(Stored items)
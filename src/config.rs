//! Config handling: logging and credentials

use std::env;
use std::fs;
use std::io::{self, BufRead, Write};
use std::path::Path;

use tracing::log::LevelFilter;
use tracing::{debug, info};

use crate::constants::{API_KEY_ENV, API_KEY_MIN_LENGTH, API_KEY_PREFIX};
use crate::error::CeramicsError;

/// Sets up logging based on the debug flag
pub fn setup_logging(debug: bool) -> Result<(), Box<std::io::Error>> {
    let level = if debug {
        LevelFilter::Debug
    } else {
        LevelFilter::Info
    };

    let mut logger = simple_logger::SimpleLogger::new().with_level(level);
    if !debug {
        logger = logger
            .with_module_level("tracing", LevelFilter::Warn)
            .with_module_level("rustls", LevelFilter::Info)
            .with_module_level("reqwest", LevelFilter::Info)
            .with_module_level("hyper_util", LevelFilter::Info)
            .with_module_level("h2", LevelFilter::Info);
    }
    logger.init().map_err(|err| {
        eprintln!("Failed to initialize logger: {}", err);
        Box::new(std::io::Error::other(err))
    })
}

/// Check the shape of an API key without talking to the service.
pub fn validate_api_key(api_key: &str) -> Result<(), CeramicsError> {
    let api_key = api_key.trim();
    if api_key.is_empty() {
        return Err(CeramicsError::Configuration(format!(
            "{API_KEY_ENV} is empty"
        )));
    }
    if !api_key.starts_with(API_KEY_PREFIX) {
        return Err(CeramicsError::Configuration(format!(
            "Invalid API key format. Stability AI keys should start with '{API_KEY_PREFIX}'"
        )));
    }
    if api_key.len() < API_KEY_MIN_LENGTH {
        return Err(CeramicsError::Configuration(
            "API key appears too short. Please check your key".to_string(),
        ));
    }
    Ok(())
}

/// Load `.env` into the environment if it exists.
///
/// When there is neither a key in the environment nor an env file, ask for
/// a key on stdin and write `env_path` with it.
pub fn load_credentials(env_path: &Path) -> Result<(), CeramicsError> {
    if env_path.exists() {
        dotenv::from_path(env_path).map_err(|err| {
            CeramicsError::Configuration(format!(
                "Failed to read {}: {err}",
                env_path.display()
            ))
        })?;
        debug!("Loaded environment from {}", env_path.display());
        return Ok(());
    }
    if env::var(API_KEY_ENV).is_ok() {
        return Ok(());
    }

    let stdin = io::stdin();
    let api_key = prompt_for_api_key(&mut stdin.lock(), &mut io::stdout())?;
    write_env_file(env_path, &api_key)?;
    info!("Created {} with your API key", env_path.display());
    dotenv::from_path(env_path).map_err(|err| {
        CeramicsError::Configuration(format!("Failed to read {}: {err}", env_path.display()))
    })?;
    Ok(())
}

/// Ask for an API key, returning the trimmed answer.
pub fn prompt_for_api_key<R: BufRead, W: Write>(
    input: &mut R,
    output: &mut W,
) -> Result<String, CeramicsError> {
    writeln!(output, "No .env file found. Creating one...")?;
    write!(output, "Please enter your Stability AI API key: ")?;
    output.flush()?;
    let mut answer = String::new();
    input.read_line(&mut answer)?;
    let answer = answer.trim().to_string();
    if answer.is_empty() {
        return Err(CeramicsError::Configuration(format!(
            "No API key given. Set {API_KEY_ENV} or create a .env file"
        )));
    }
    Ok(answer)
}

/// Write `STABILITY_API_KEY=<key>` to `path`.
pub fn write_env_file(path: &Path, api_key: &str) -> Result<(), CeramicsError> {
    fs::write(path, format!("{API_KEY_ENV}={api_key}\n"))?;
    Ok(())
}
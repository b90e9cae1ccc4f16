//! CLI parser
use std::path::PathBuf;
use std::time::Duration;

use clap::Parser;

use crate::client::Sampler;
use crate::constants::{
    DEFAULT_API_HOST, DEFAULT_CFG_SCALE, DEFAULT_ENGINE, DEFAULT_NUM_IMAGES, DEFAULT_SAMPLES,
    DEFAULT_STEPS, LOG_DIR, OUTPUT_DIR, RATE_LIMIT_BACKOFF,
};
use crate::generator::{BatchSettings, RateLimitPolicy, SamplingParams};
use crate::palette::CeramicType;
use crate::prompt::PromptProfile;

#[derive(Parser, Debug)]
#[command(name = "alien_ceramics")]
/// Generate batches of alien ceramic artifact images with Stability AI.
pub struct CliOptions {
    /// Colors to feature, eg `red "deep blue"`. Automatic palettes when empty.
    pub colors: Vec<String>,

    #[clap(long, short = 'n', default_value_t = DEFAULT_NUM_IMAGES)]
    /// Number of images to generate, raised to cover every given color
    pub num_images: usize,

    #[clap(long, short, default_value_os_t = OUTPUT_DIR.clone(), env = "ALIEN_CERAMICS_OUTPUT_DIR")]
    /// Output directory, defaults to `alien_ceramics_batch`.
    /// Env: ALIEN_CERAMICS_OUTPUT_DIR
    pub output_dir: PathBuf,

    #[clap(long = "type", value_enum)]
    /// Ceramic type for automatic palettes, random per image when unset
    pub ceramic_type: Option<CeramicType>,

    #[clap(long)]
    /// Use this seed for every image instead of a random one each
    pub seed: Option<u32>,

    #[clap(long, value_enum, default_value_t = PromptProfile::Museum)]
    /// Prompt layout
    pub profile: PromptProfile,

    #[clap(long)]
    /// Refuse to run without colors
    pub require_colors: bool,

    #[clap(long)]
    /// Pick colors uniformly instead of guaranteeing each is used
    pub no_coverage: bool,

    #[clap(long)]
    /// Clamp width and height to this, eg 512 for older API tiers
    pub max_dimension: Option<u32>,

    #[clap(long, default_value_t = DEFAULT_STEPS)]
    /// Diffusion steps
    pub steps: u32,

    #[clap(long, default_value_t = DEFAULT_CFG_SCALE)]
    /// Guidance scale
    pub cfg_scale: f32,

    #[clap(long, default_value_t = DEFAULT_SAMPLES)]
    /// Images per prompt
    pub samples: u32,

    #[clap(long, value_enum, default_value_t = Sampler::default())]
    /// Sampler
    pub sampler: Sampler,

    #[clap(long, default_value = DEFAULT_ENGINE, env = "STABILITY_ENGINE")]
    /// Engine id. Env: STABILITY_ENGINE
    pub engine: String,

    #[clap(long, default_value = DEFAULT_API_HOST, env = "STABILITY_API_HOST")]
    /// API host. Env: STABILITY_API_HOST
    pub api_host: String,

    #[clap(long, env = "STABILITY_API_KEY", hide_env_values = true)]
    /// Stability AI API key, read from `.env` when not set.
    /// Env: STABILITY_API_KEY
    pub api_key: Option<String>,

    #[clap(long, default_value_t = RATE_LIMIT_BACKOFF.as_secs())]
    /// Seconds to wait after a rate limit response
    pub rate_limit_backoff_secs: u64,

    #[clap(long)]
    /// Cap for the doubling backoff, no doubling when unset
    pub max_backoff_secs: Option<u64>,

    #[clap(long)]
    /// Skip an image after this many rate limited retries, never when unset
    pub max_rate_limit_retries: Option<u32>,

    #[clap(long, default_value_os_t = LOG_DIR.clone(), env = "ALIEN_CERAMICS_LOG_DIR")]
    /// Where batch logs go, defaults to `logs`.
    /// Env: ALIEN_CERAMICS_LOG_DIR
    pub log_dir: PathBuf,

    #[clap(long)]
    /// Load phrase banks from this JSON file instead of the bundled ones
    pub vocabulary: Option<PathBuf>,

    #[clap(long)]
    /// Write the results as JSON to this path
    pub summary_json: Option<PathBuf>,

    #[clap(long)]
    /// Don't call the account endpoint before starting
    pub skip_connection_check: bool,

    #[clap(long)]
    /// Don't check the API key format
    pub skip_key_check: bool,

    #[clap(long, help = "Enable debug logging", env = "ALIEN_CERAMICS_DEBUG")]
    /// Enable debug logging. Env: ALIEN_CERAMICS_DEBUG
    pub debug: bool,
}

impl CliOptions {
    /// Batch tunables from the flags.
    pub fn batch_settings(&self) -> BatchSettings {
        let backoff = Duration::from_secs(self.rate_limit_backoff_secs);
        BatchSettings {
            sampling: SamplingParams {
                steps: self.steps,
                cfg_scale: self.cfg_scale,
                samples: self.samples,
                sampler: self.sampler,
            },
            rate_limit: RateLimitPolicy {
                backoff,
                max_backoff: self
                    .max_backoff_secs
                    .map_or(backoff, Duration::from_secs),
                max_retries: self.max_rate_limit_retries,
            },
            max_dimension: self.max_dimension,
            ..BatchSettings::default()
        }
    }
}

#[cfg(test)]
mod tests {
    use super::*;

    #[test]
    fn defaults() {
        let cli = CliOptions::parse_from(["alien_ceramics"]);
        assert!(cli.colors.is_empty());
        assert_eq!(cli.num_images, DEFAULT_NUM_IMAGES);
        assert_eq!(cli.profile, PromptProfile::Museum);
        assert_eq!(cli.steps, DEFAULT_STEPS);
        let settings = cli.batch_settings();
        assert_eq!(settings.rate_limit, RateLimitPolicy::default());
        assert_eq!(settings.max_dimension, None);
    }

    #[test]
    fn colors_and_flags() {
        let cli = CliOptions::parse_from([
            "alien_ceramics",
            "red",
            "deep blue",
            "-n",
            "3",
            "--type",
            "quantum",
            "--profile",
            "product",
            "--max-dimension",
            "512",
            "--max-backoff-secs",
            "60",
            "--max-rate-limit-retries",
            "4",
        ]);
        assert_eq!(cli.colors, vec!["red".to_string(), "deep blue".to_string()]);
        assert_eq!(cli.num_images, 3);
        assert_eq!(cli.ceramic_type, Some(CeramicType::Quantum));
        assert_eq!(cli.profile, PromptProfile::Product);
        let settings = cli.batch_settings();
        assert_eq!(settings.max_dimension, Some(512));
        assert_eq!(settings.rate_limit.max_backoff, Duration::from_secs(60));
        assert_eq!(settings.rate_limit.max_retries, Some(4));
    }
}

** TASK **
Transcribe the records above exactly, from the opening line down to and including the line with "key on stdin".

** TASK OUTPUT **
filename src/config.rs
//! Config handling: logging and credentials

use std::env;
use std::fs;
use std::io::{self, BufRead, Write};
use std::path::Path;

use tracing::log::LevelFilter;
use tracing::{debug, info};

use crate::constants::{API_KEY_ENV, API_KEY_MIN_LENGTH, API_KEY_PREFIX};
use crate::error::CeramicsError;

/// Sets up logging based on the debug flag
pub fn setup_logging(debug: bool) -> Result<(), Box<std::io::Error>> {
    let level = if debug {
        LevelFilter::Debug
    } else {
        LevelFilter::Info
    };

    let mut logger = simple_logger::SimpleLogger::new().with_level(level);
    if !debug {
        logger = logger
            .with_module_level("tracing", LevelFilter::Warn)
            .with_module_level("rustls", LevelFilter::Info)
            .with_module_level("reqwest", LevelFilter::Info)
            .with_module_level("hyper_util", LevelFilter::Info)
            .with_module_level("h2", LevelFilter::Info);
    }
    logger.init().map_err(|err| {
        eprintln!("Failed to initialize logger: {}", err);
        Box::new(std::io::Error::other(err))
    })
}

/// Check the shape of an API key without talking to the service.
pub fn validate_api_key(api_key: &str) -> Result<(), CeramicsError> {
    let api_key = api_key.trim();
    if api_key.is_empty() {
        return Err(CeramicsError::Configuration(format!(
            "{API_KEY_ENV} is empty"
        )));
    }
    if !api_key.starts_with(API_KEY_PREFIX) {
        return Err(CeramicsError::Configuration(format!(
            "Invalid API key format. Stability AI keys should start with '{API_KEY_PREFIX}'"
        )));
    }
    if api_key.len() < API_KEY_MIN_LENGTH {
        return Err(CeramicsError::Configuration(
            "API key appears too short. Please check your key".to_string(),
        ));
    }
    Ok(())
}

/// Load `.env` into the environment if it exists.
///
/// When there is neither a key in the environment nor an env file, ask for
/// a key on stdin and write `env_path` with it.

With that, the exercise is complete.